The Wild Heart of a Boy
There is an anti man movement going on in culture today. Traits of a man are described as toxic and boys are being told that ruggedness and masculinity are things to be ashamed of and corrected. Indeed it would be foolish to pretend that when corralled incorrectly the wild heart of a boy can turn into a limitless number of problems when he becomes a man. But when that wild heart is corralled properly, that boy can become a man that exemplifies true character and strength, becoming a man who balances his natural protective aggression with tenderness. Theodore Roosevelt stated it well when he said:
“...boys, I want to see you brave and manly, and I also want to see you gentle and tender.”
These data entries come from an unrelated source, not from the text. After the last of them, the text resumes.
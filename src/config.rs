use crate::explain::LimeSettings;
use serde::Deserialize;
use std::fs;
use std::path::{Path, PathBuf};
use thiserror::Error;

#[derive(Error, Debug)]
pub enum ConfigError {
    #[error("Failed to read configuration file '{}': {source}", path.display())]
    Io {
        path: PathBuf,
        source: std::io::Error,
    },
    #[error("Failed to parse configuration file '{}': {source}", path.display())]
    Parse {
        path: PathBuf,
        source: toml::de::Error,
    },
    #[error("Invalid configuration: {0}")]
    Invalid(String),
}

/// Top-level service configuration.
///
/// ```toml
/// bind = "0.0.0.0:9000"
///
/// [artifacts]
/// classifier = "artifacts/model.toml"
/// scaler = "artifacts/scaler.toml"
/// features = "artifacts/features.toml"
/// reference = "artifacts/reference.csv"
///
/// [explain]
/// top_k = 5
/// ```
#[derive(Debug, Clone, Deserialize, PartialEq)]
#[serde(deny_unknown_fields)]
pub struct ServiceConfig {
    #[serde(default = "default_bind")]
    pub bind: String,
    #[serde(default)]
    pub artifacts: ArtifactPaths,
    #[serde(default)]
    pub explain: ExplainConfig,
}

#[derive(Debug, Clone, Deserialize, PartialEq)]
#[serde(deny_unknown_fields)]
pub struct ArtifactPaths {
    pub classifier: PathBuf,
    pub scaler: PathBuf,
    pub features: PathBuf,
    pub reference: PathBuf,
    /// Reject feature lists naming features no clinical field provides.
    #[serde(default = "default_strict")]
    pub strict_features: bool,
}

#[derive(Debug, Clone, Deserialize, PartialEq)]
#[serde(deny_unknown_fields)]
pub struct ExplainConfig {
    #[serde(default = "default_top_k")]
    pub top_k: usize,
    #[serde(default = "default_num_samples")]
    pub num_samples: usize,
    #[serde(default = "default_seed")]
    pub seed: u64,
    /// Multiplied by `sqrt(n_features)`.
    #[serde(default = "default_kernel_width")]
    pub kernel_width: f64,
}

fn default_bind() -> String {
    "0.0.0.0:9000".to_string()
}

fn default_strict() -> bool {
    true
}

fn default_top_k() -> usize {
    5
}

fn default_num_samples() -> usize {
    LimeSettings::default().num_samples
}

fn default_seed() -> u64 {
    LimeSettings::default().seed
}

fn default_kernel_width() -> f64 {
    LimeSettings::default().kernel_width_factor
}

impl Default for ArtifactPaths {
    fn default() -> Self {
        Self {
            classifier: PathBuf::from("artifacts/model.toml"),
            scaler: PathBuf::from("artifacts/scaler.toml"),
            features: PathBuf::from("artifacts/features.toml"),
            reference: PathBuf::from("artifacts/reference.csv"),
            strict_features: default_strict(),
        }
    }
}

impl Default for ExplainConfig {
    fn default() -> Self {
        Self {
            top_k: default_top_k(),
            num_samples: default_num_samples(),
            seed: default_seed(),
            kernel_width: default_kernel_width(),
        }
    }
}

impl Default for ServiceConfig {
    fn default() -> Self {
        Self {
            bind: default_bind(),
            artifacts: ArtifactPaths::default(),
            explain: ExplainConfig::default(),
        }
    }
}

impl ExplainConfig {
    pub fn lime_settings(&self) -> LimeSettings {
        LimeSettings {
            num_samples: self.num_samples,
            kernel_width_factor: self.kernel_width,
            seed: self.seed,
        }
    }
}

impl ServiceConfig {
    /// Loads a configuration file. Relative artifact paths are resolved against
    /// the directory containing the file.
    pub fn load(path: &Path) -> Result<Self, ConfigError> {
        let text = fs::read_to_string(path).map_err(|source| ConfigError::Io {
            path: path.to_path_buf(),
            source,
        })?;
        let mut config: ServiceConfig =
            toml::from_str(&text).map_err(|source| ConfigError::Parse {
                path: path.to_path_buf(),
                source,
            })?;

        let base = path.parent().unwrap_or_else(|| Path::new("."));
        config.artifacts.resolve_against(base);
        config.validate()?;
        Ok(config)
    }

    pub fn validate(&self) -> Result<(), ConfigError> {
        if self.explain.num_samples < 2 {
            return Err(ConfigError::Invalid(format!(
                "explain.num_samples must be at least 2, got {}",
                self.explain.num_samples
            )));
        }
        if !(self.explain.kernel_width > 0.0) {
            return Err(ConfigError::Invalid(format!(
                "explain.kernel_width must be positive, got {}",
                self.explain.kernel_width
            )));
        }
        Ok(())
    }
}

impl ArtifactPaths {
    fn resolve_against(&mut self, base: &Path) {
        for path in [
            &mut self.classifier,
            &mut self.scaler,
            &mut self.features,
            &mut self.reference,
        ] {
            if path.is_relative() {
                *path = base.join(&*path);
            }
        }
    }
}

#[cfg(test)]
mod tests {
    use super::*;
    use std::io::Write;

    #[test]
    fn defaults_fill_missing_sections() {
        let config: ServiceConfig = toml::from_str("").unwrap();
        assert_eq!(config, ServiceConfig::default());
        assert_eq!(config.bind, "0.0.0.0:9000");
        assert_eq!(config.explain.top_k, 5);
        assert!(config.artifacts.strict_features);
    }

    #[test]
    fn relative_artifacts_resolve_next_to_config() {
        let dir = tempfile::tempdir().unwrap();
        let path = dir.path().join("service.toml");
        let mut file = fs::File::create(&path).unwrap();
        writeln!(
            file,
            r#"
bind = "127.0.0.1:8080"

[artifacts]
classifier = "model.toml"
scaler = "/abs/scaler.toml"
features = "nested/features.toml"
reference = "reference.csv"

[explain]
top_k = 3
seed = 7
"#
        )
        .unwrap();

        let config = ServiceConfig::load(&path).unwrap();
        assert_eq!(config.bind, "127.0.0.1:8080");
        assert_eq!(config.artifacts.classifier, dir.path().join("model.toml"));
        assert_eq!(config.artifacts.scaler, PathBuf::from("/abs/scaler.toml"));
        assert_eq!(
            config.artifacts.features,
            dir.path().join("nested/features.toml")
        );
        assert_eq!(config.explain.top_k, 3);
        assert_eq!(config.explain.lime_settings().seed, 7);
        assert_eq!(config.explain.num_samples, 5000);
    }

    #[test]
    fn unknown_keys_are_rejected() {
        let err = toml::from_str::<ServiceConfig>("bnd = \"0.0.0.0:1\"").unwrap_err();
        assert!(err.to_string().contains("bnd"));
    }

    #[test]
    fn invalid_explain_settings_are_rejected() {
        let mut config = ServiceConfig::default();
        config.explain.num_samples = 1;
        assert!(matches!(config.validate(), Err(ConfigError::Invalid(_))));

        let mut config = ServiceConfig::default();
        config.explain.kernel_width = 0.0;
        assert!(matches!(config.validate(), Err(ConfigError::Invalid(_))));
    }
}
Roosevelt understood that there is meant to be a balance. It is true that boys and men were never meant to be these stereotypical, rugged, rough, combative figures alone, but we cannot claim these things are toxic and throw them out. It’s all about balance, and in the proper context, and when cultivated correctly, are the markings of a truly manly man. And that starts when that man is a boy, and is learning these traits in his play. When he’s building a fort with his friends, when he’s making wooden swords and dueling with his friends with them, when they have to make peace when they get carried away and things get too rough, he is learning how to be a good man. He is learning team work, diplomacy among peers, and how to be competitive.
So enough of this mindset that masculine traits are inherently “toxic.” It is about balance and approach to how these male traits are handled and cultivated. Men were created by God to be strong, protective, and ambitious. And boys will become these types of men when they are guided to embrace and coral these natural traits. Men are under siege, and the fight begins with you young men. Do not let anyone shame you for who and what you are. You were meant to be wild. You were meant to grow into warriors. True masculinity is worth preserving and fighting for. Do not let it be sacrificed on the altar of political correctness, it is far too important.